A vida sobrenatural: dom do “Pai
das luzes”
Na
segunda leitura (Tg 1, 17-18.21b-22.27) insiste São Tiago: “Todo dom precioso e
toda dádiva perfeita vêm do alto; descem do Pai das luzes” (1, 17a). Não há
dádiva mais perfeita do que esta vida sobrenatural! Três são as criaturas que
têm “até certo ponto infinita dignidade”,1 pois Deus não podia fazê-las mais
excelentes: Jesus Cristo Homem, Maria Santíssima e a visão beatífica; e esta
última já a possuímos em germe, neste mundo, através da graça.
O “Pai
das luzes, no qual não há mudança nem sombra de variação” (Tg 1, 17b) porque é
o Ser Absoluto, “de livre vontade nos gerou pela Palavra da verdade, a fim de
sermos como que as primícias de suas criaturas” (Tg 1, 18). Sim, Ele nos gerou
para a vida divina através do seu Verbo, que Se encarnou para que todos
tenhamos vida em abundância (cf.

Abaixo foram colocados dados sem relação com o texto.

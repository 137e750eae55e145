//! Planar pose and command types

/// Planar robot pose: position plus heading about the vertical axis.
///
/// Heading is in radians and is not wrapped; any real value is valid.
#[derive(Debug, Clone, Copy, PartialEq, Default)]
pub struct Pose {
    pub x: f64,
    pub y: f64,
    pub heading: f64,
}

impl Pose {
    pub fn new(x: f64, y: f64, heading: f64) -> Self {
        Pose { x, y, heading }
    }

    /// Euclidean distance from this pose to a target position
    pub fn distance_to(&self, target: &TargetPose) -> f64 {
        let dx = target.x - self.x;
        let dy = target.y - self.y;
        (dx * dx + dy * dy).sqrt()
    }

    /// Angle of the ray from this pose to a target position
    pub fn bearing_to(&self, target: &TargetPose) -> f64 {
        (target.y - self.y).atan2(target.x - self.x)
    }
}

/// Commanded goal for one control operation.
#[derive(Debug, Clone, Copy, PartialEq)]
pub struct TargetPose {
    pub x: f64,
    pub y: f64,
    pub final_heading: f64,
}

impl TargetPose {
    pub fn new(x: f64, y: f64, final_heading: f64) -> Self {
        TargetPose {
            x,
            y,
            final_heading,
        }
    }
}

/// Velocity command for the robot
#[derive(Debug, Clone, Copy, PartialEq, Default)]
pub struct VelocityCommand {
    pub linear: f64,
    pub angular: f64,
}

impl VelocityCommand {
    pub fn new(linear: f64, angular: f64) -> Self {
        VelocityCommand { linear, angular }
    }

    /// Zero command that stops the robot
    pub fn stop() -> Self {
        VelocityCommand::default()
    }

    pub fn is_stop(&self) -> bool {
        self.linear == 0.0 && self.angular == 0.0
    }
}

Jo 10, 10). Por isso nos cabe receber com
humildade a Palavra de Deus, que é capaz de salvar nossas almas (cf. Tg 1,
21b).
“Todavia”
— continua São Tiago — “sede praticantes da Palavra e não meros ouvintes,
enganando-vos a vós mesmos” (1, 22); isto é, não basta conhecer a doutrina, é
preciso respeitar as leis da vida sobrenatural, aprendendo a nos comportarmos
de modo diferente, enfrentando as inclinações que brotam em nós devido ao
pecado original, e vencendo-as para alcançar o prêmio prometido. Nisto consiste
a prova que todos atravessamos, ao longo de nossa passagem pela Terra. Para
mantermos a filiação divina é indispensável que desenvolvamos a vida da graça,
cumprindo a Palavra. Para tal, adverte ainda São Tiago, é necessário, “não se
deixar contaminar pelo mundo” (1, 27). O mundo, de fato, tem uma visualização
carente de sobrenatural.
Por sua
vez, o Salmo Responsorial é muito elucidativo, ao perguntar: “Senhor, quem
morará em vossa casa e no vosso monte santo habitará?” (Sl 14, 1a). Como se
dissesse: quem terá convívio convosco, ó Deus? Quem estará eternamente na vossa
companhia? Quem gozará de vossa própria felicidade? Quem Vos verá face a face?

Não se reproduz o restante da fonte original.